### Work required
Look below for the line that contains "self.quarantine_ttl = ttl;", then copy it and each following line exactly, through and including the line that contains "pub fn oauth_config(mut".

Task inputs Start Marker

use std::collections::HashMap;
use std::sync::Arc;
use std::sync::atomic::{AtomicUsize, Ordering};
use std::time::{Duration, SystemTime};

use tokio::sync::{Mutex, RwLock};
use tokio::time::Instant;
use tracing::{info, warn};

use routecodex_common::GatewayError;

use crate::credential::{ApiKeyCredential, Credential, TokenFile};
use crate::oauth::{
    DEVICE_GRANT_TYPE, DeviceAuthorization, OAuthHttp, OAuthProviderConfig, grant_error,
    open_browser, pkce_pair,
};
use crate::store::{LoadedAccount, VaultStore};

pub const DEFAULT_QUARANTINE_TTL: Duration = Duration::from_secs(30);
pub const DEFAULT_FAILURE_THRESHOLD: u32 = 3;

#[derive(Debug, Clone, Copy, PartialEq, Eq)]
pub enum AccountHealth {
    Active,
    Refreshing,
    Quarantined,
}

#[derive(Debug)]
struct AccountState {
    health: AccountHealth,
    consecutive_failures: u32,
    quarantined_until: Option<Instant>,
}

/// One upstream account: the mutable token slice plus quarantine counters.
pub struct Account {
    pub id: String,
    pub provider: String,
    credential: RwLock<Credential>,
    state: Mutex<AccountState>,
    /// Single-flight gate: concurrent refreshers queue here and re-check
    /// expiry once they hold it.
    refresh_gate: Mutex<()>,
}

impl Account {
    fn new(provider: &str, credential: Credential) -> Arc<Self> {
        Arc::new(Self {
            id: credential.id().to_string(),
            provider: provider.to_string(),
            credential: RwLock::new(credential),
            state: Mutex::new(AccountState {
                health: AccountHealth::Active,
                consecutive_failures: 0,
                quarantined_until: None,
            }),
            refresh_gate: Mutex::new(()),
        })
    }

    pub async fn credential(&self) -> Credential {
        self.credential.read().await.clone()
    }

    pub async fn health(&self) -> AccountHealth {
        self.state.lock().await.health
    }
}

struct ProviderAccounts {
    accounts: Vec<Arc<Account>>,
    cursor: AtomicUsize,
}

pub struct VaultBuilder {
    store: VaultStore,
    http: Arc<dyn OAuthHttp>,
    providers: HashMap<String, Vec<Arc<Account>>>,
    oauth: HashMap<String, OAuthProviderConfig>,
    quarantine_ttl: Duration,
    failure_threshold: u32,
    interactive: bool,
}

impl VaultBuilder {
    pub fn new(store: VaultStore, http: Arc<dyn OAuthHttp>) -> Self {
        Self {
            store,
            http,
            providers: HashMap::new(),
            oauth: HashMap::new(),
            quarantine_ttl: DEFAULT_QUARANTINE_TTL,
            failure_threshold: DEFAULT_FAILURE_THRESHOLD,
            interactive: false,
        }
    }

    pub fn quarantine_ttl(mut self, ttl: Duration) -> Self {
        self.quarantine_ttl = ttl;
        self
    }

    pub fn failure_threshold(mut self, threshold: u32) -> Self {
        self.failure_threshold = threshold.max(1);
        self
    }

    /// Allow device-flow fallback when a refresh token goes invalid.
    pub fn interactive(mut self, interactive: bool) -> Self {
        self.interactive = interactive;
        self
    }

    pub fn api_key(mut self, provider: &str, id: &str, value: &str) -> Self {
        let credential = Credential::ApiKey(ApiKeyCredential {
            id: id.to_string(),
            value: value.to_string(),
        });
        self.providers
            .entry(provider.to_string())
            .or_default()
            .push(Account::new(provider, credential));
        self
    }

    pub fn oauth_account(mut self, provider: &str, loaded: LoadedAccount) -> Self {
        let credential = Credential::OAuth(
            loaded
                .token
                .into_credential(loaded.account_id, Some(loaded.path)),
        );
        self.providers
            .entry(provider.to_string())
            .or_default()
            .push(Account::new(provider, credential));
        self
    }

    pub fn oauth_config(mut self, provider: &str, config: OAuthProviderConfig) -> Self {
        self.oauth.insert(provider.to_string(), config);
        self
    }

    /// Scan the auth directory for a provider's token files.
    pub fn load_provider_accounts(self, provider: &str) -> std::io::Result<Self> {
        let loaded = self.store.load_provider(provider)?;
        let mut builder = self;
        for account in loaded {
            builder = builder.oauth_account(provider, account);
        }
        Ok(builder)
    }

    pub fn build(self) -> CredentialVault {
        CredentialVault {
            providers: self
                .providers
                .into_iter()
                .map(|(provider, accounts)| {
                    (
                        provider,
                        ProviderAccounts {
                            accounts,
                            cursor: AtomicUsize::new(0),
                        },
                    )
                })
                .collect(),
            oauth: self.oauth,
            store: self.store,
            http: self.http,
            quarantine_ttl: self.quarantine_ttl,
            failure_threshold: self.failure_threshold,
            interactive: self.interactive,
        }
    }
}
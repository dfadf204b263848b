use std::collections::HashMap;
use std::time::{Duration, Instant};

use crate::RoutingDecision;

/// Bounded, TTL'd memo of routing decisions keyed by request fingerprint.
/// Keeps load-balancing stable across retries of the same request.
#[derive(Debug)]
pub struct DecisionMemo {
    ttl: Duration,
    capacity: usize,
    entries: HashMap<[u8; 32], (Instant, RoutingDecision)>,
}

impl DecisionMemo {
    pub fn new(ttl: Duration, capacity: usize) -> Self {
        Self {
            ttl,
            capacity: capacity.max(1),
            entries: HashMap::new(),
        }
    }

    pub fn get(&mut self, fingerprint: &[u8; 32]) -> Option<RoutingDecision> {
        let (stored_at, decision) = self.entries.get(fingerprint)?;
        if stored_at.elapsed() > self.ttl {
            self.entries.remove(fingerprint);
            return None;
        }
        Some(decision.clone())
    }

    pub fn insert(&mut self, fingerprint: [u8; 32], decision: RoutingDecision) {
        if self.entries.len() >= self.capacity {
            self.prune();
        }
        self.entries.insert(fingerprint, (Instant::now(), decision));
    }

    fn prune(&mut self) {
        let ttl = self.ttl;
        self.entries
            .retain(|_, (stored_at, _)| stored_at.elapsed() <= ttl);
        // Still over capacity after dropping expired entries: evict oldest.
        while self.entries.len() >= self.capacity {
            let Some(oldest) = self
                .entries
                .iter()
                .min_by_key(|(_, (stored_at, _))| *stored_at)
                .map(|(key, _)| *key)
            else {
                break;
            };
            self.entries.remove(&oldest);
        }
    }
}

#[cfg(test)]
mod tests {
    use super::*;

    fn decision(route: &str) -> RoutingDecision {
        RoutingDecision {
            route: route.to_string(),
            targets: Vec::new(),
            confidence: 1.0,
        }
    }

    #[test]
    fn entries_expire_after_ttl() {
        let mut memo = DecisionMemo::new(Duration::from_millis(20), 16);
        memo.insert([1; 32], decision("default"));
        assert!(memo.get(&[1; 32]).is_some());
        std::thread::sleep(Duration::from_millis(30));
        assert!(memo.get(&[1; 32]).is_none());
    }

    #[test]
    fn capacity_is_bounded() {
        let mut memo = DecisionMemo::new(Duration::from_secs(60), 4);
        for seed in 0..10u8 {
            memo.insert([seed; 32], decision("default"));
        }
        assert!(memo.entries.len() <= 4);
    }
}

Task inputs End Marker

### The completed task
        self.quarantine_ttl = ttl;
        self
    }

    pub fn failure_threshold(mut self, threshold: u32) -> Self {
        self.failure_threshold = threshold.max(1);
        self
    }

    /// Allow device-flow fallback when a refresh token goes invalid.
    pub fn interactive(mut self, interactive: bool) -> Self {
        self.interactive = interactive;
        self
    }

    pub fn api_key(mut self, provider: &str, id: &str, value: &str) -> Self {
        let credential = Credential::ApiKey(ApiKeyCredential {
            id: id.to_string(),
            value: value.to_string(),
        });
        self.providers
            .entry(provider.to_string())
            .or_default()
            .push(Account::new(provider, credential));
        self
    }

    pub fn oauth_account(mut self, provider: &str, loaded: LoadedAccount) -> Self {
        let credential = Credential::OAuth(
            loaded
                .token
                .into_credential(loaded.account_id, Some(loaded.path)),
        );
        self.providers
            .entry(provider.to_string())
            .or_default()
            .push(Account::new(provider, credential));
        self
    }

    pub fn oauth_config(mut self, provider: &str, config: OAuthProviderConfig) -> Self {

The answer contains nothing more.